A dramatic overhaul has breathed new life into an old favorite on Jakarta’s retail scene.
Inaugurated in 1966 as the first modern shopping center and department store in Indonesia, Sarinah was the brainchild of the country’s first president, Soekarno, who intended it to become the place to shop in Jakarta. But the 15-story landmark eventually lost its luster as successive generations of higher-end malls, each larger and glitzier than the last, lured visitors elsewhere. No longer. Sarinah reopened in March after a two-year, US$48 million makeover, and the transformation has been nothing short of extraordinary. The tower shed its ungainly additions from a previous refurb, while the expanded podium sports louvers inspired by traditional textiles. Instead of a featureless car park, Sarinah is now accessed through stepped gardens featuring native flora, lily ponds, and ample sitting areas (there’s also a third-floor terrace that comes alive at night). Indoors, the formerly cramped spaces are oriented around a soaring skylit atrium whose centerpiece is a rediscovered ’60s relief depicting farmers, fishermen, and market vendors. Its creator is unknown, though the style matches that of the late sculptor Edhi Sunarso, who designed the Welcome Monument just down the road.

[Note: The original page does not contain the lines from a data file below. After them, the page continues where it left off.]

//! Webhook normalization. Pure: maps an upstream delivery into a
//! canonical event tuple, or reports it as unhandled. Unknown events are
//! never an error — the caller simply skips them.

use serde_json::Value;

use super::models::{EventClass, EventSource};

pub struct InboundWebhook<'a> {
    pub delivery_id: &'a str,
    pub event_type: &'a str,
    pub action: Option<&'a str>,
    pub body: &'a Value,
}

pub struct NormalizedEvent {
    pub event_type: String,
    pub class: EventClass,
    pub idempotency_key: String,
    pub payload: Value,
    pub repo_node_id: Option<String>,
    pub issue_node_id: Option<String>,
    pub pr_node_id: Option<String>,
}

pub const SOURCE: EventSource = EventSource::Webhook;

pub fn normalize(webhook: InboundWebhook<'_>) -> Option<NormalizedEvent> {
    let body = webhook.body;
    let repo_node_id = body
        .pointer("/repository/node_id")
        .and_then(|v| v.as_str())
        .map(str::to_string);

    match (webhook.event_type, webhook.action) {
        ("issues", Some(action @ ("opened" | "closed" | "reopened" | "edited" | "labeled"))) => {
            let issue_node_id = body.pointer("/issue/node_id").and_then(|v| v.as_str())?;
            Some(NormalizedEvent {
                event_type: format!("issue.{}", normalize_action(action)),
                class: EventClass::Fact,
                idempotency_key: format!(
                    "webhook:{}:issue:{}:{}",
                    webhook.delivery_id, issue_node_id, action
                ),
                payload: body.clone(),
                repo_node_id,
                issue_node_id: Some(issue_node_id.to_string()),
                pr_node_id: None,
            })
        }
        ("issue_comment", Some("created")) => {
            let comment_id = body.pointer("/comment/id").and_then(|v| v.as_i64())?;
            let issue_node_id = body.pointer("/issue/node_id").and_then(|v| v.as_str());
            Some(NormalizedEvent {
                event_type: "issue_comment.created".to_string(),
                class: EventClass::Fact,
                idempotency_key: format!(
                    "webhook:{}:comment:{}",
                    webhook.delivery_id, comment_id
                ),
                payload: body.clone(),
                repo_node_id,
                issue_node_id: issue_node_id.map(str::to_string),
                pr_node_id: None,
            })
        }
        ("pull_request", Some(action @ ("opened" | "closed" | "edited"))) => {
            let pr_node_id = body.pointer("/pull_request/node_id").and_then(|v| v.as_str())?;
            let merged = body
                .pointer("/pull_request/merged")
                .and_then(|v| v.as_bool())
                .unwrap_or(false);
            let event_type = if action == "closed" {
                format!("pull_request.closed.merged_{merged}")
            } else {
                format!("pull_request.{action}")
            };
            Some(NormalizedEvent {
                event_type,
                class: EventClass::Signal,
                idempotency_key: format!(
                    "webhook:{}:pr:{}:{}",
                    webhook.delivery_id, pr_node_id, action
                ),
                payload: body.clone(),
                repo_node_id,
                issue_node_id: None,
                pr_node_id: Some(pr_node_id.to_string()),
            })
        }
        ("pull_request_review", _) => {
            let pr_node_id = body.pointer("/pull_request/node_id").and_then(|v| v.as_str())?;
            Some(NormalizedEvent {
                event_type: "pull_request.review".to_string(),
                class: EventClass::Signal,
                idempotency_key: format!("webhook:{}:review:{}", webhook.delivery_id, pr_node_id),
                payload: body.clone(),
                repo_node_id,
                issue_node_id: None,
                pr_node_id: Some(pr_node_id.to_string()),
            })
        }
        ("push", _) => Some(NormalizedEvent {
            event_type: "push".to_string(),
            class: EventClass::Signal,
            idempotency_key: format!("webhook:{}:push", webhook.delivery_id),
            payload: body.clone(),
            repo_node_id,
            issue_node_id: None,
            pr_node_id: None,
        }),
        ("check_run", Some("completed")) => {
            let check_run_id = body.pointer("/check_run/id").and_then(|v| v.as_i64())?;
            Some(NormalizedEvent {
                event_type: "check_run.completed".to_string(),
                class: EventClass::Signal,
                idempotency_key: format!(
                    "webhook:{}:check_run:{}",
                    webhook.delivery_id, check_run_id
                ),
                payload: body.clone(),
                repo_node_id,
                issue_node_id: None,
                pr_node_id: None,
            })
        }
        ("installation", Some(action @ ("created" | "deleted"))) => {
            let installation_id = body.pointer("/installation/id").and_then(|v| v.as_i64())?;
            Some(NormalizedEvent {
                event_type: format!("installation.{action}"),
                class: EventClass::Fact,
                idempotency_key: format!(
                    "webhook:{}:installation:{}:{}",
                    webhook.delivery_id, installation_id, action
                ),
                payload: body.clone(),
                repo_node_id,
                issue_node_id: None,
                pr_node_id: None,
            })
        }
        ("installation_repositories", Some(action @ ("added" | "removed"))) => {
            let installation_id = body.pointer("/installation/id").and_then(|v| v.as_i64())?;
            Some(NormalizedEvent {
                event_type: format!("installation_repositories.{action}"),
                class: EventClass::Fact,
                idempotency_key: format!(
                    "webhook:{}:installation:{}:{}",
                    webhook.delivery_id, installation_id, action
                ),
                payload: body.clone(),
                repo_node_id,
                issue_node_id: None,
                pr_node_id: None,
            })
        }
        _ => None,
    }
}

fn normalize_action(action: &str) -> &str {
    action
}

The new-look Sarinah hasn’t strayed from its original mission to showcase Indonesian products. Mallgoers will find everything from pewter masks and contemporary home accessories to delicate kebaya, ikat shawls from Sumba, and tribal-inspired outfits by local designers like Oscar Lawalata. Also noteworthy is the culinary lineup, which includes a handful of Bali-born eateries. Dewata by Monsieur Spoon serves flaky French pastries and Balinese favorites such as ayam betutu; the menu at cozy coffee shop Titik Temu features a modern take on Jakarta specialty soto Betawi — think soy-glazed lamb shank served in coconut milk–infused broth. Another standout is Bali Timbungan, whose signature dish consists of a whole duck marinated in spices, stuffed into a bamboo stalk, and cooked low and slow for up to 12 hours.
Upstairs, the entire sixth floor has been given over to a contemporary art gallery: don’t miss the main installation by Iwan Yusuf, a self-taught artist from Sulawesi who used fishing nets to create a striking interpretation of the atrium relief, already a popular photo backdrop for weekend visitors.